When Kanye West appeared on stage, I must admit the only thought going through my head was a prayer that his pants would be situated correctly on his waist. They were not, and I was forced to think about another day of battles that I would wage with wayward teenage boys who mimic hip-hop culture’s fascination with prison life. As many know, the baggy-pants culture—boys wearing pants so low that their underwear shows—originated in prison, as prisoners were stripped of the belts and shoelaces often used in suicide attempts and as weapons. The result, of course, is that gravity won, and pants fell below the waistline and exposed undergarments. For the past 15 years, the style has had staying power—so much so, that the high school teenagers who follow it now weren’t even born when the trend started. So, they imitate a style that they neither know nor understand—or, if they do, it is even sadder to think of them emulating a culture that originated in prison, a place created to take away their freedom. Is it ironic, then, that the teenagers who look to articulate their artistic freedom and to express their individuality ape a culture that signifies imprisonment? In some way, that would be like my wearing shackles and fetters as jewelry.
I don’t expect to win this war anytime soon, but that doesn’t mean I won’t speak out against a practice that I fear is detrimental to our students’ health. Wearing saggy pants sends a message that a student wants to be something he probably is not: a gangster. And when you send that message, you invite unwelcome attention, expectations, and responses. A thoughtful friend who ignores pop culture by not watching television opined: “Idols of pop culture are not real people. They are victims and creations of their own and other people’s greed and just as fantastical as characters in a Grimm fairy tale (or maybe worse, as they are more sinister, more bizarre, and scarier).” These pop icons, as she pointed out, are not to be believed or emulated, for they are figments of active (and greedy) imaginations.

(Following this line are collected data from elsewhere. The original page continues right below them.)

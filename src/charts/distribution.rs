//! Charts of one continuous sample (and the two-sample Q-Q plot).

use super::axis;
use super::frame::Frame;
use crate::color::Rgba;
use crate::config::ChartParams;
use crate::error::Result;
use crate::geometry::{Point, Rect};
use crate::jitter::JitterSource;
use crate::scale::{LinearScale, Scale};
use crate::scene::{Curve, Primitive, Scene, SceneBuilder, Style};
use crate::stats::{self, DensityPoint, QuantileSummary, DEFAULT_BINS, DEFAULT_DENSITY_POINTS};

/// Length of rug ticks in pixels.
const RUG_LENGTH: f32 = 20.0;

pub(crate) fn histogram(data: &[f32], params: &ChartParams) -> Result<Scene> {
    let frame = Frame::new(params)?;
    let domain = stats::extent(data)?;
    let bins = stats::histogram(data, domain, params.bins.unwrap_or(DEFAULT_BINS))?;

    let (lo, hi) = (bins[0].lower, bins[bins.len() - 1].upper);
    let max_count = bins.iter().map(|b| b.count).max().unwrap_or(0);
    let x = frame.x_linear((lo, hi), false)?;
    let y = frame.y_linear((0.0, max_count as f32), true)?;

    let mut scene = frame.scene();
    for bin in &bins {
        // A single degenerate bin spans the whole plot area.
        let (x0, x1) = if bin.lower == bin.upper {
            (frame.left(), frame.right())
        } else {
            (x.scale(bin.lower), x.scale(bin.upper))
        };
        let width = (x1 - x0 - 1.0).max(0.0);
        let rect = Rect::spanning_y(x0 + 1.0, width, y.scale(bin.count as f32), y.scale(0.0));
        scene.fill(Primitive::rect(rect, Style::fill(Rgba::STEELBLUE)));
    }

    axis::bottom_linear(&mut scene, &x, frame.bottom());
    axis::left_linear(&mut scene, &y, frame.left());
    Ok(scene.build())
}

/// Density curve over the data extent widened by one bandwidth each side.
fn density_curve(data: &[f32], bandwidth: f32, domain: (f32, f32)) -> Result<Vec<DensityPoint>> {
    stats::kde(data, bandwidth, &stats::linspace(domain, DEFAULT_DENSITY_POINTS))
}

fn padded_extent(data: &[f32], bandwidth: f32) -> Result<(f32, f32)> {
    let (min, max) = stats::extent(data)?;
    Ok((min - bandwidth, max + bandwidth))
}

fn max_density(curve: &[DensityPoint]) -> f32 {
    curve.iter().map(|p| p.density).fold(0.0, f32::max)
}

pub(crate) fn kde(data: &[f32], bandwidth: f32, params: &ChartParams) -> Result<Scene> {
    let frame = Frame::new(params)?;
    let x = frame.x_linear(padded_extent(data, bandwidth)?, true)?;
    let curve = density_curve(data, bandwidth, x.domain())?;
    let y = frame.y_linear((0.0, max_density(&curve)), true)?;

    let points =
        curve.iter().map(|p| Point::new(x.scale(p.position), y.scale(p.density))).collect();
    let mut scene = frame.scene();
    scene.stroke(Primitive::path(points, Curve::Basis, false, Style::stroke(Rgba::STEELBLUE, 1.5)));

    axis::bottom_linear(&mut scene, &x, frame.bottom());
    axis::left_linear(&mut scene, &y, frame.left());
    Ok(scene.build())
}

pub(crate) fn rug(data: &[f32], params: &ChartParams) -> Result<Scene> {
    let frame = Frame::new(params)?;
    let x = frame.x_linear(stats::extent(data)?, true)?;

    let mut scene = frame.scene();
    let style = Style::stroke(Rgba::STEELBLUE, 1.0).with_opacity(0.7);
    for &v in data {
        let px = x.scale(v);
        scene.stroke(Primitive::line(px, frame.bottom(), px, frame.bottom() - RUG_LENGTH, style));
    }
    axis::bottom_linear(&mut scene, &x, frame.bottom());
    Ok(scene.build())
}

pub(crate) fn box_plot(data: &[f32], params: &ChartParams) -> Result<Scene> {
    let frame = Frame::new(params)?;
    let summary = QuantileSummary::from_data(data)?;
    let y = frame.y_linear(stats::extent(data)?, true)?;
    let cx = frame.center_x();
    let half = params.box_width / 2.0;

    let mut scene = frame.scene();
    let (q1, q3) = (y.scale(summary.q1), y.scale(summary.q3));
    let body = Rect::spanning_y(cx - half, params.box_width, q1, q3);
    scene.fill(Primitive::rect(body, Style::fill(Rgba::STEELBLUE).with_stroke(Rgba::BLACK, 1.0)));

    let line = Style::stroke(Rgba::BLACK, 1.0);
    let (lw, uw) = (y.scale(summary.lower_whisker), y.scale(summary.upper_whisker));
    scene.stroke(Primitive::line(cx, lw, cx, q1, line));
    scene.stroke(Primitive::line(cx, q3, cx, uw, line));
    scene.stroke(Primitive::line(cx - half / 2.0, lw, cx + half / 2.0, lw, line));
    scene.stroke(Primitive::line(cx - half / 2.0, uw, cx + half / 2.0, uw, line));

    let median = y.scale(summary.median);
    let median_style = Style::stroke(Rgba::BLACK, 2.0);
    scene.stroke(Primitive::line(cx - half, median, cx + half, median, median_style));

    for &o in &summary.outliers {
        scene.stroke(Primitive::circle(cx, y.scale(o), 3.0, Style::stroke(Rgba::BLACK, 1.0)));
    }

    axis::left_linear(&mut scene, &y, frame.left());
    Ok(scene.build())
}

/// Mirrored density outline centered on `cx`, at most `half_width` wide.
fn violin_body(
    scene: &mut SceneBuilder,
    curve: &[DensityPoint],
    y: &LinearScale,
    cx: f32,
    half_width: f32,
) -> Result<()> {
    let w = LinearScale::new((0.0, max_density(curve)), (0.0, half_width), false)?;
    let mut points: Vec<Point> =
        curve.iter().map(|p| Point::new(cx + w.scale(p.density), y.scale(p.position))).collect();
    points.extend(
        curve.iter().rev().map(|p| Point::new(cx - w.scale(p.density), y.scale(p.position))),
    );
    let style = Style::fill(Rgba::STEELBLUE).with_opacity(0.8);
    scene.fill(Primitive::path(points, Curve::Basis, true, style));
    Ok(())
}

pub(crate) fn violin(data: &[f32], bandwidth: f32, params: &ChartParams) -> Result<Scene> {
    let frame = Frame::new(params)?;
    let y = frame.y_linear(padded_extent(data, bandwidth)?, true)?;
    let curve = density_curve(data, bandwidth, y.domain())?;
    let cx = frame.center_x();

    let mut scene = frame.scene();
    violin_body(&mut scene, &curve, &y, cx, params.box_width / 2.0)?;

    let median = y.scale(QuantileSummary::from_data(data)?.median);
    let quarter = params.box_width / 4.0;
    let median_style = Style::stroke(Rgba::WHITE, 2.0);
    scene.stroke(Primitive::line(cx - quarter, median, cx + quarter, median, median_style));

    axis::left_linear(&mut scene, &y, frame.left());
    Ok(scene.build())
}

/// Violin body with one short line per observation and a mean line.
pub(crate) fn bean(data: &[f32], bandwidth: f32, params: &ChartParams) -> Result<Scene> {
    let frame = Frame::new(params)?;
    let y = frame.y_linear(padded_extent(data, bandwidth)?, true)?;
    let curve = density_curve(data, bandwidth, y.domain())?;
    let cx = frame.center_x();

    let mut scene = frame.scene();
    violin_body(&mut scene, &curve, &y, cx, params.box_width / 2.0)?;

    let bean_half = params.box_width / 8.0;
    let bean_style = Style::stroke(Rgba::BLACK, 1.0).with_opacity(0.5);
    for &v in data {
        let py = y.scale(v);
        scene.stroke(Primitive::line(cx - bean_half, py, cx + bean_half, py, bean_style));
    }

    let mean = y.scale(stats::mean(data)?);
    let quarter = params.box_width / 4.0;
    let mean_style = Style::stroke(Rgba::CRIMSON, 2.0);
    scene.stroke(Primitive::line(cx - quarter, mean, cx + quarter, mean, mean_style));

    axis::left_linear(&mut scene, &y, frame.left());
    Ok(scene.build())
}

/// Points on a vertical value axis with random horizontal offsets.
pub(crate) fn strip(
    data: &[f32],
    params: &ChartParams,
    jitter: &mut dyn JitterSource,
) -> Result<Scene> {
    let frame = Frame::new(params)?;
    let y = frame.y_linear(stats::extent(data)?, true)?;
    let cx = frame.center_x();

    let mut scene = frame.scene();
    let style = Style::fill(Rgba::STEELBLUE).with_opacity(0.7);
    for &v in data {
        let dx = (jitter.next_unit() - 0.5) * params.jitter_width;
        scene.fill(Primitive::circle(cx + dx, y.scale(v), 3.0, style));
    }
    axis::left_linear(&mut scene, &y, frame.left());
    Ok(scene.build())
}

pub(crate) fn ecdf(data: &[f32], params: &ChartParams) -> Result<Scene> {
    let frame = Frame::new(params)?;
    let steps = stats::ecdf(data)?;
    let x = frame.x_linear(stats::extent(data)?, true)?;
    let y = frame.y_linear((0.0, 1.0), false)?;
    let (lo, hi) = x.domain();

    let mut points = Vec::with_capacity(steps.len() + 2);
    points.push(Point::new(x.scale(lo), y.scale(0.0)));
    points.extend(steps.iter().map(|s| Point::new(x.scale(s.value), y.scale(s.fraction))));
    points.push(Point::new(x.scale(hi), y.scale(1.0)));

    let mut scene = frame.scene();
    let style = Style::stroke(Rgba::STEELBLUE, 2.0);
    scene.stroke(Primitive::path(points, Curve::StepAfter, false, style));
    axis::bottom_linear(&mut scene, &x, frame.bottom());
    axis::left_linear(&mut scene, &y, frame.left());
    Ok(scene.build())
}

pub(crate) fn qq(first: &[f32], second: &[f32], params: &ChartParams) -> Result<Scene> {
    let frame = Frame::new(params)?;
    let qq = stats::qq_pairs(first, second)?;
    let x = frame.x_linear(stats::extent(first)?, true)?;
    let y = frame.y_linear(stats::extent(second)?, true)?;

    let mut scene = frame.scene();
    if let Some((lo, hi)) = qq.diagonal {
        scene.stroke(Primitive::line(
            x.scale(lo),
            y.scale(lo),
            x.scale(hi),
            y.scale(hi),
            Style::stroke(Rgba::CRIMSON, 1.0),
        ));
    }
    let point = Style::fill(Rgba::STEELBLUE).with_opacity(0.8);
    for &(a, b) in &qq.pairs {
        scene.stroke(Primitive::circle(x.scale(a), y.scale(b), 3.0, point));
    }

    axis::bottom_linear(&mut scene, &x, frame.bottom());
    axis::left_linear(&mut scene, &y, frame.left());
    Ok(scene.build())
}
//! Randomness for jittered marks.
//!
//! The strip plot is the only recipe whose output is not a pure function of
//! its inputs. Its random horizontal offsets come from a [`JitterSource`]
//! so callers (and tests) can fix the sequence.

use crate::error::{Error, Result};

/// Seed used when a zero seed is supplied (xorshift has a zero fixed point).
pub const DEFAULT_SEED: u64 = 0x9E37_79B9_7F4A_7C15;

/// A source of uniform values in `[0, 1)`.
pub trait JitterSource {
    /// Next uniform value in `[0, 1)`.
    fn next_unit(&mut self) -> f32;
}

impl<J: JitterSource + ?Sized> JitterSource for &mut J {
    fn next_unit(&mut self) -> f32 {
        (**self).next_unit()
    }
}

/// Deterministic PRNG (xorshift64).
#[derive(Debug, Clone, PartialEq, Eq)]
pub struct Xorshift64 {
    state: u64,
}

impl Default for Xorshift64 {
    fn default() -> Self {
        Self::new(DEFAULT_SEED)
    }
}

impl Xorshift64 {
    /// Create a generator from a seed.
    #[must_use]
    pub fn new(seed: u64) -> Self {
        Self { state: if seed == 0 { DEFAULT_SEED } else { seed } }
    }

    /// Create a generator seeded from operating-system entropy.
    ///
    /// # Errors
    ///
    /// Returns [`Error::Entropy`] if the OS source is unavailable.
    pub fn from_entropy() -> Result<Self> {
        let mut bytes = [0u8; 8];
        getrandom::getrandom(&mut bytes).map_err(|e| Error::Entropy(e.to_string()))?;
        Ok(Self::new(u64::from_le_bytes(bytes)))
    }

    /// Generate the next random u64.
    pub fn next_u64(&mut self) -> u64 {
        self.state ^= self.state << 13;
        self.state ^= self.state >> 7;
        self.state ^= self.state << 17;
        self.state
    }
}

impl JitterSource for Xorshift64 {
    fn next_unit(&mut self) -> f32 {
        // Top 24 bits fill an f32 mantissa exactly, so the result is < 1.
        (self.next_u64() >> 40) as f32 / (1u32 << 24) as f32
    }
}
//! Colors carried by scene primitives.
//!
//! The scene never references a rendering API, so colors are literal
//! 8-bit channels. Stroke and fill opacity live on
//! [`Style`](crate::scene::Style).

use serde::{Deserialize, Serialize};

/// Opaque-or-translucent color as four 8-bit channels.
#[derive(Debug, Clone, Copy, PartialEq, Eq, Hash, Default, Serialize, Deserialize)]
pub struct Rgba {
    /// Red channel.
    pub r: u8,
    /// Green channel.
    pub g: u8,
    /// Blue channel.
    pub b: u8,
    /// Alpha channel; 255 is opaque.
    pub a: u8,
}

impl Rgba {
    /// `#000000`, axes and text.
    pub const BLACK: Self = Self::rgb(0, 0, 0);
    /// `#ffffff`, violin medians.
    pub const WHITE: Self = Self::rgb(255, 255, 255);
    /// `#4682b4`, the default mark fill.
    pub const STEELBLUE: Self = Self::rgb(70, 130, 180);
    /// `#ff8c00`, scatter points and cumulative lines.
    pub const DARKORANGE: Self = Self::rgb(255, 140, 0);
    /// `#add8e6`, area fill.
    pub const LIGHTBLUE: Self = Self::rgb(173, 216, 230);
    /// `#d3d3d3`, dot plot guides.
    pub const LIGHTGRAY: Self = Self::rgb(211, 211, 211);
    /// `#808080`, lollipop stems.
    pub const GRAY: Self = Self::rgb(128, 128, 128);
    /// `#dc143c`, reference and mean lines.
    pub const CRIMSON: Self = Self::rgb(220, 20, 60);

    /// Fully opaque color.
    #[must_use]
    pub const fn rgb(r: u8, g: u8, b: u8) -> Self {
        Self { r, g, b, a: u8::MAX }
    }
}

/// d3's `schemeCategory10`, cycled by the ordinal color scale.
pub const CATEGORY10: [Rgba; 10] = [
    Rgba::rgb(0x1f, 0x77, 0xb4),
    Rgba::rgb(0xff, 0x7f, 0x0e),
    Rgba::rgb(0x2c, 0xa0, 0x2c),
    Rgba::rgb(0xd6, 0x27, 0x28),
    Rgba::rgb(0x94, 0x67, 0xbd),
    Rgba::rgb(0x8c, 0x56, 0x4b),
    Rgba::rgb(0xe3, 0x77, 0xc2),
    Rgba::rgb(0x7f, 0x7f, 0x7f),
    Rgba::rgb(0xbc, 0xbd, 0x22),
    Rgba::rgb(0x17, 0xbe, 0xcf),
];

#[cfg(test)]
mod tests {
    use super::*;

    #[test]
    fn test_named_colors() {
        assert_eq!(Rgba::BLACK, Rgba { r: 0, g: 0, b: 0, a: 255 });
        assert_eq!(Rgba::STEELBLUE, Rgba { r: 0x46, g: 0x82, b: 0xb4, a: 255 });
        assert_eq!(Rgba::DARKORANGE, Rgba { r: 0xff, g: 0x8c, b: 0x00, a: 255 });
        assert_eq!(Rgba::CRIMSON, Rgba { r: 0xdc, g: 0x14, b: 0x3c, a: 255 });
    }

    #[test]
    fn test_rgb_is_opaque() {
        assert_eq!(Rgba::WHITE.a, u8::MAX);
        assert_ne!(Rgba { a: 10, ..Rgba::STEELBLUE }, Rgba::STEELBLUE);
    }

    #[test]
    fn test_category10_ends() {
        assert_eq!(CATEGORY10[0], Rgba::rgb(0x1f, 0x77, 0xb4));
        assert_eq!(CATEGORY10[9], Rgba::rgb(0x17, 0xbe, 0xcf));
    }
}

Wearing saggy pants sends a message that a student wants to be something he probably is not: a gangster. And when you send that message, you invite unwelcome attention."
Now, I’m not a prig, as my iPod will attest, but as I see how strongly pop culture works on my students, I cringe. Rock ’n’ roll and hip hop have always caused a stir and purposely pushed the envelope—from Elvis Presley’s appearance on “The Ed Sullivan Show,” to Jim Morrison’s arrest for alleged indecent exposure at a Florida concert, to Marvin Gaye’s crooning, “Let’s Get It On,” to Prince’s seductive gyrations on stage, to 2 Live Crew’s raunchy lyrics—but there was often something political or substantive in the music. Even Madonna, the artistic mother of Lady Gaga, Ke$ha, Rihanna, and other “self-empowered” women of today, sought to tackle important issues such as teenage pregnancy (“Papa Don’t Preach”), racism (“Like a Prayer”), and materialism (“Material Girl” is a sendup of Marilyn Monroe and that empty culture).
As much as Madonna pushed standards of taste, she was also shaping culture in important ways. She promoted and reinvented self for personal gain, but also to inspire change in our culture for the good. Today’s artists promote and reinvent self simply to serve and promote self. It’s an incredibly empty, selfish, yet mesmerizing and captivating reason for creating art.
Would that it were so easy to keep children from desiring to be Rihanna, a strikingly beautiful and surprisingly talented young woman with the world seemingly wrapped around her finger, or Kanye West, a wildly gifted and breathtakingly wealthy young man with millions seemingly poised to listen to his every word.
So, as an educator, I work daily, like the stonecutter in Jacob Riis’ quotation: “When nothing seems to help, I go look at a stonecutter hammering away at his rock, perhaps a hundred times without as much as a crack showing in it. Yet at the hundred-and-first blow it will split in two, and I know it was not the last blow that did it, but all that had gone before.” We need to continue to hammer away at this culture, hoping to give our children examples of integrity, intelligence, kindness, and compassion.